//! Submission counting over a course's tasks and students.
//!
//! Pure functions; student lists keep the caller's order, which the
//! repository returns as creation order.

use std::collections::{HashMap, HashSet};

use serde::{Deserialize, Serialize};

use crate::models::{Student, SubmissionKey, Task};

#[derive(Debug, Clone, PartialEq, Eq, Serialize, Deserialize)]
pub struct TaskSubmissionCount {
    pub task_id: String,
    pub title: String,
    pub is_done: bool,
    /// Distinct students with at least one submission.
    pub submitted: usize,
    pub total_students: usize,
}

fn distinct_submitters<'a>(keys: &'a [SubmissionKey]) -> HashMap<&'a str, HashSet<&'a str>> {
    let mut by_task: HashMap<&str, HashSet<&str>> = HashMap::new();
    for key in keys {
        by_task
            .entry(key.task_id.as_str())
            .or_default()
            .insert(key.student_id.as_str());
    }
    by_task
}

/// One entry per task, in task order; tasks without submissions report 0.
pub fn submission_counts(
    tasks: &[Task],
    students: &[Student],
    keys: &[SubmissionKey],
) -> Vec<TaskSubmissionCount> {
    let by_task = distinct_submitters(keys);
    tasks
        .iter()
        .map(|task| TaskSubmissionCount {
            task_id: task.id.clone(),
            title: task.title.clone(),
            is_done: task.is_done,
            submitted: by_task.get(task.id.as_str()).map_or(0, HashSet::len),
            total_students: students.len(),
        })
        .collect()
}

/// Students with no submission to `task_id`.
pub fn missing<'a>(task_id: &str, students: &'a [Student], keys: &[SubmissionKey]) -> Vec<&'a Student> {
    let by_task = distinct_submitters(keys);
    let submitted = by_task.get(task_id);
    students
        .iter()
        .filter(|s| submitted.is_none_or(|ids| !ids.contains(s.id.as_str())))
        .collect()
}

/// Students with at least one submission to `task_id`, each listed once.
pub fn to_grade<'a>(task_id: &str, students: &'a [Student], keys: &[SubmissionKey]) -> Vec<&'a Student> {
    let by_task = distinct_submitters(keys);
    let Some(submitted) = by_task.get(task_id) else {
        return Vec::new();
    };
    students
        .iter()
        .filter(|s| submitted.contains(s.id.as_str()))
        .collect()
}

#[cfg(test)]
mod tests {
    use super::*;

    fn task(id: &str) -> Task {
        Task {
            id: id.to_string(),
            course_id: "c".to_string(),
            title: format!("Task {id}"),
            text: None,
            due_date: None,
            max_score: None,
            is_done: false,
            is_visible: true,
            created_at: String::new(),
        }
    }

    fn student(id: &str) -> Student {
        Student {
            id: id.to_string(),
            course_id: "c".to_string(),
            alias: format!("alias-{id}"),
            name: format!("Participant_{id}"),
            email: None,
            last_seen: None,
            created_at: String::new(),
        }
    }

    fn key(task_id: &str, student_id: &str) -> SubmissionKey {
        SubmissionKey {
            task_id: task_id.to_string(),
            student_id: student_id.to_string(),
        }
    }

    fn ids(students: &[&Student]) -> Vec<String> {
        students.iter().map(|s| s.id.clone()).collect()
    }

    #[test]
    fn test_repeat_submissions_count_once() {
        let tasks = vec![task("t")];
        let students = vec![student("a"), student("b"), student("c")];
        let keys = vec![key("t", "a"), key("t", "a"), key("t", "b")];

        let counts = submission_counts(&tasks, &students, &keys);
        assert_eq!(counts.len(), 1);
        assert_eq!(counts[0].submitted, 2);
        assert_eq!(counts[0].total_students, 3);
    }

    #[test]
    fn test_missing_students() {
        let students = vec![student("a"), student("b"), student("c")];
        let keys = vec![key("t", "a")];

        assert_eq!(ids(&missing("t", &students, &keys)), vec!["b", "c"]);
        assert_eq!(ids(&to_grade("t", &students, &keys)), vec!["a"]);
    }

    #[test]
    fn test_task_without_submissions() {
        let tasks = vec![task("t1"), task("t2")];
        let students = vec![student("a"), student("b")];
        let keys = vec![key("t1", "b")];

        let counts = submission_counts(&tasks, &students, &keys);
        assert_eq!(counts[1].task_id, "t2");
        assert_eq!(counts[1].submitted, 0);
        assert_eq!(ids(&missing("t2", &students, &keys)), vec!["a", "b"]);
        assert!(to_grade("t2", &students, &keys).is_empty());
    }

    #[test]
    fn test_to_grade_keeps_creation_order() {
        let students = vec![student("z"), student("m"), student("a")];
        let keys = vec![key("t", "a"), key("t", "z"), key("t", "a")];

        assert_eq!(ids(&to_grade("t", &students, &keys)), vec!["z", "a"]);
    }
}
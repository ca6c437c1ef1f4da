use argon2::{
    Argon2,
    password_hash::{PasswordHash, PasswordHasher, PasswordVerifier, SaltString, rand_core::OsRng},
};
use axum::extract::FromRequestParts;
use axum::http::request::Parts;
use axum_extra::extract::cookie::{Cookie, Key, PrivateCookieJar, SameSite};
use tracing::{debug, warn};

use crate::access::Principal;
use crate::db::repository;
use crate::error::AppError;
use crate::models::User;
use crate::state::AppState;

pub const SESSION_COOKIE: &str = "user_id";

pub fn hash_password(password: &str) -> Result<String, AppError> {
    let salt = SaltString::generate(&mut OsRng);
    Argon2::default()
        .hash_password(password.as_bytes(), &salt)
        .map(|hash| hash.to_string())
        .map_err(|e| {
            warn!("failed to hash password: {}", e);
            AppError::InternalServerError
        })
}

/// A malformed stored hash verifies as `false`.
pub fn verify_password(password: &str, hash: &str) -> bool {
    let Ok(parsed) = PasswordHash::new(hash) else {
        return false;
    };
    Argon2::default()
        .verify_password(password.as_bytes(), &parsed)
        .is_ok()
}

/// Cookie key from `SESSION_SECRET`, or a random one that does not survive
/// a restart.
pub fn cookie_key(secret: Option<&str>) -> Result<Key, AppError> {
    match secret {
        Some(secret) => Key::try_from(secret.as_bytes()).map_err(|_| {
            AppError::BadRequest("SESSION_SECRET must be at least 64 bytes".to_string())
        }),
        None => {
            warn!("SESSION_SECRET not set; sessions will not survive a restart");
            Ok(Key::generate())
        }
    }
}

pub fn login_cookie(user_id: String) -> Cookie<'static> {
    Cookie::build((SESSION_COOKIE, user_id))
        .path("/")
        .http_only(true)
        .same_site(SameSite::Lax)
        .build()
}

pub fn logout_cookie() -> Cookie<'static> {
    Cookie::build(SESSION_COOKIE).path("/").build()
}

/// An authenticated instructor, resolved from the private session cookie.
#[derive(Debug, Clone)]
pub struct Instructor {
    pub user: User,
}

impl Instructor {
    pub fn id(&self) -> &str {
        &self.user.id
    }

    pub fn principal(&self) -> Principal {
        Principal::Owner { user_id: self.user.id.clone() }
    }
}

impl FromRequestParts<AppState> for Instructor {
    type Rejection = AppError;

    async fn from_request_parts(parts: &mut Parts, state: &AppState) -> Result<Self, Self::Rejection> {
        let Ok(jar) = PrivateCookieJar::<Key>::from_request_parts(parts, state).await;
        let user_id = jar
            .get(SESSION_COOKIE)
            .map(|c| c.value().to_string())
            .ok_or(AppError::Unauthorized)?;

        let mut conn = state.db.acquire().await?;
        let user = repository::find_user_by_id(&mut conn, &user_id)
            .await?
            .ok_or_else(|| {
                debug!(user_id = %user_id, "session refers to a missing user");
                AppError::Unauthorized
            })?;
        repository::touch_user(&mut conn, &user.id).await?;

        Ok(Instructor { user })
    }
}
use sqlx::SqliteConnection;
use uuid::Uuid;

use super::{new_id, now};
use crate::error::is_unique_violation;
use crate::models::{Course, NewCourseRequest, UpdateCourseRequest};

const JOIN_LINK_ATTEMPTS: usize = 3;

fn new_join_link() -> String {
    Uuid::new_v4().simple().to_string()
}

pub async fn fetch_courses_for_owner(
    conn: &mut SqliteConnection,
    user_id: &str,
) -> Result<Vec<Course>, sqlx::Error> {
    sqlx::query_as::<_, Course>(
        r#"
        SELECT id, user_id, title, description, join_link, created_at
        FROM courses
        WHERE user_id = ?
        ORDER BY created_at DESC
        "#,
    )
    .bind(user_id)
    .fetch_all(&mut *conn)
    .await
}

pub async fn find_course_by_id(conn: &mut SqliteConnection, id: &str) -> Result<Option<Course>, sqlx::Error> {
    sqlx::query_as::<_, Course>(
        "SELECT id, user_id, title, description, join_link, created_at FROM courses WHERE id = ?"
    )
    .bind(id)
    .fetch_optional(&mut *conn)
    .await
}

pub async fn find_owned_course(
    conn: &mut SqliteConnection,
    id: &str,
    user_id: &str,
) -> Result<Option<Course>, sqlx::Error> {
    sqlx::query_as::<_, Course>(
        "SELECT id, user_id, title, description, join_link, created_at FROM courses WHERE id = ? AND user_id = ?"
    )
    .bind(id)
    .bind(user_id)
    .fetch_optional(&mut *conn)
    .await
}

pub async fn find_course_by_link(
    conn: &mut SqliteConnection,
    join_link: &str,
) -> Result<Option<Course>, sqlx::Error> {
    sqlx::query_as::<_, Course>(
        "SELECT id, user_id, title, description, join_link, created_at FROM courses WHERE join_link = ?"
    )
    .bind(join_link)
    .fetch_optional(&mut *conn)
    .await
}

pub async fn insert_course(
    conn: &mut SqliteConnection,
    user_id: &str,
    req: NewCourseRequest,
) -> Result<Course, sqlx::Error> {
    let id = new_id();
    let now = now();

    let mut attempt = 0;
    let join_link = loop {
        let join_link = new_join_link();
        let result = sqlx::query(
            r#"
            INSERT INTO courses
                (id, user_id, title, description, join_link, created_at)
            VALUES (?, ?, ?, ?, ?, ?)
            "#,
        )
        .bind(&id)
        .bind(user_id)
        .bind(&req.title)
        .bind(&req.description)
        .bind(&join_link)
        .bind(&now)
        .execute(&mut *conn)
        .await;

        match result {
            Ok(_) => break join_link,
            Err(e) if is_unique_violation(&e) && attempt + 1 < JOIN_LINK_ATTEMPTS => attempt += 1,
            Err(e) => return Err(e),
        }
    };

    Ok(Course {
        id,
        user_id: user_id.to_string(),
        title: req.title,
        description: req.description,
        join_link,
        created_at: now,
    })
}

pub async fn update_course(
    conn: &mut SqliteConnection,
    id: &str,
    req: UpdateCourseRequest,
) -> Result<Option<Course>, sqlx::Error> {
    let mut current = match find_course_by_id(conn, id).await? {
        Some(c) => c,
        None => return Ok(None),
    };

    if let Some(title) = req.title {
        current.title = title;
    }
    if let Some(description) = req.description {
        current.description = description;
    }

    sqlx::query("UPDATE courses SET title = ?, description = ? WHERE id = ?")
        .bind(&current.title)
        .bind(&current.description)
        .bind(id)
        .execute(&mut *conn)
        .await?;

    Ok(Some(current))
}

/// Issues a fresh join link; the old one stops working immediately.
pub async fn rotate_join_link(conn: &mut SqliteConnection, id: &str) -> Result<Option<Course>, sqlx::Error> {
    let mut attempt = 0;
    loop {
        let join_link = new_join_link();
        let result = sqlx::query("UPDATE courses SET join_link = ? WHERE id = ?")
            .bind(&join_link)
            .bind(id)
            .execute(&mut *conn)
            .await;

        match result {
            Ok(r) if r.rows_affected() == 0 => return Ok(None),
            Ok(_) => return find_course_by_id(conn, id).await,
            Err(e) if is_unique_violation(&e) && attempt + 1 < JOIN_LINK_ATTEMPTS => attempt += 1,
            Err(e) => return Err(e),
        }
    }
}

/// Deletes a course with its tasks, students and everything hanging off
/// them. Returns the blob names of the removed submissions, or `None` when
/// the course does not exist. Run inside a transaction.
pub async fn delete_course(conn: &mut SqliteConnection, id: &str) -> Result<Option<Vec<String>>, sqlx::Error> {
    if find_course_by_id(conn, id).await?.is_none() {
        return Ok(None);
    }

    let blobs: Vec<String> = sqlx::query_scalar(
        r#"
        SELECT filename FROM submissions
        WHERE task_id IN (SELECT id FROM tasks WHERE course_id = ?1)
           OR student_id IN (SELECT id FROM students WHERE course_id = ?1)
        "#,
    )
    .bind(id)
    .fetch_all(&mut *conn)
    .await?;

    sqlx::query(
        r#"
        DELETE FROM submissions
        WHERE task_id IN (SELECT id FROM tasks WHERE course_id = ?1)
           OR student_id IN (SELECT id FROM students WHERE course_id = ?1)
        "#,
    )
    .bind(id)
    .execute(&mut *conn)
    .await?;

    sqlx::query(
        r#"
        DELETE FROM feedback
        WHERE task_id IN (SELECT id FROM tasks WHERE course_id = ?1)
           OR student_id IN (SELECT id FROM students WHERE course_id = ?1)
        "#,
    )
    .bind(id)
    .execute(&mut *conn)
    .await?;

    sqlx::query("DELETE FROM messages WHERE task_id IN (SELECT id FROM tasks WHERE course_id = ?)")
        .bind(id)
        .execute(&mut *conn)
        .await?;

    sqlx::query("DELETE FROM tasks WHERE course_id = ?")
        .bind(id)
        .execute(&mut *conn)
        .await?;

    sqlx::query(
        "INSERT OR IGNORE INTO retired_aliases (alias, retired_at) SELECT alias, ? FROM students WHERE course_id = ?"
    )
    .bind(now())
    .bind(id)
    .execute(&mut *conn)
    .await?;

    sqlx::query("DELETE FROM students WHERE course_id = ?")
        .bind(id)
        .execute(&mut *conn)
        .await?;

    sqlx::query("DELETE FROM courses WHERE id = ?")
        .bind(id)
        .execute(&mut *conn)
        .await?;

    Ok(Some(blobs))
}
*****
**ASSIGNMENT:**
Return each line of the records above in which the word "crate" occurs.

**PROBLEM SOLUTION:**
use crate::models::{Student, SubmissionKey, Task};
use crate::access::Principal;
use crate::db::repository;
use crate::error::AppError;
use crate::models::User;
use crate::state::AppState;
use crate::error::is_unique_violation;
use crate::models::{Course, NewCourseRequest, UpdateCourseRequest};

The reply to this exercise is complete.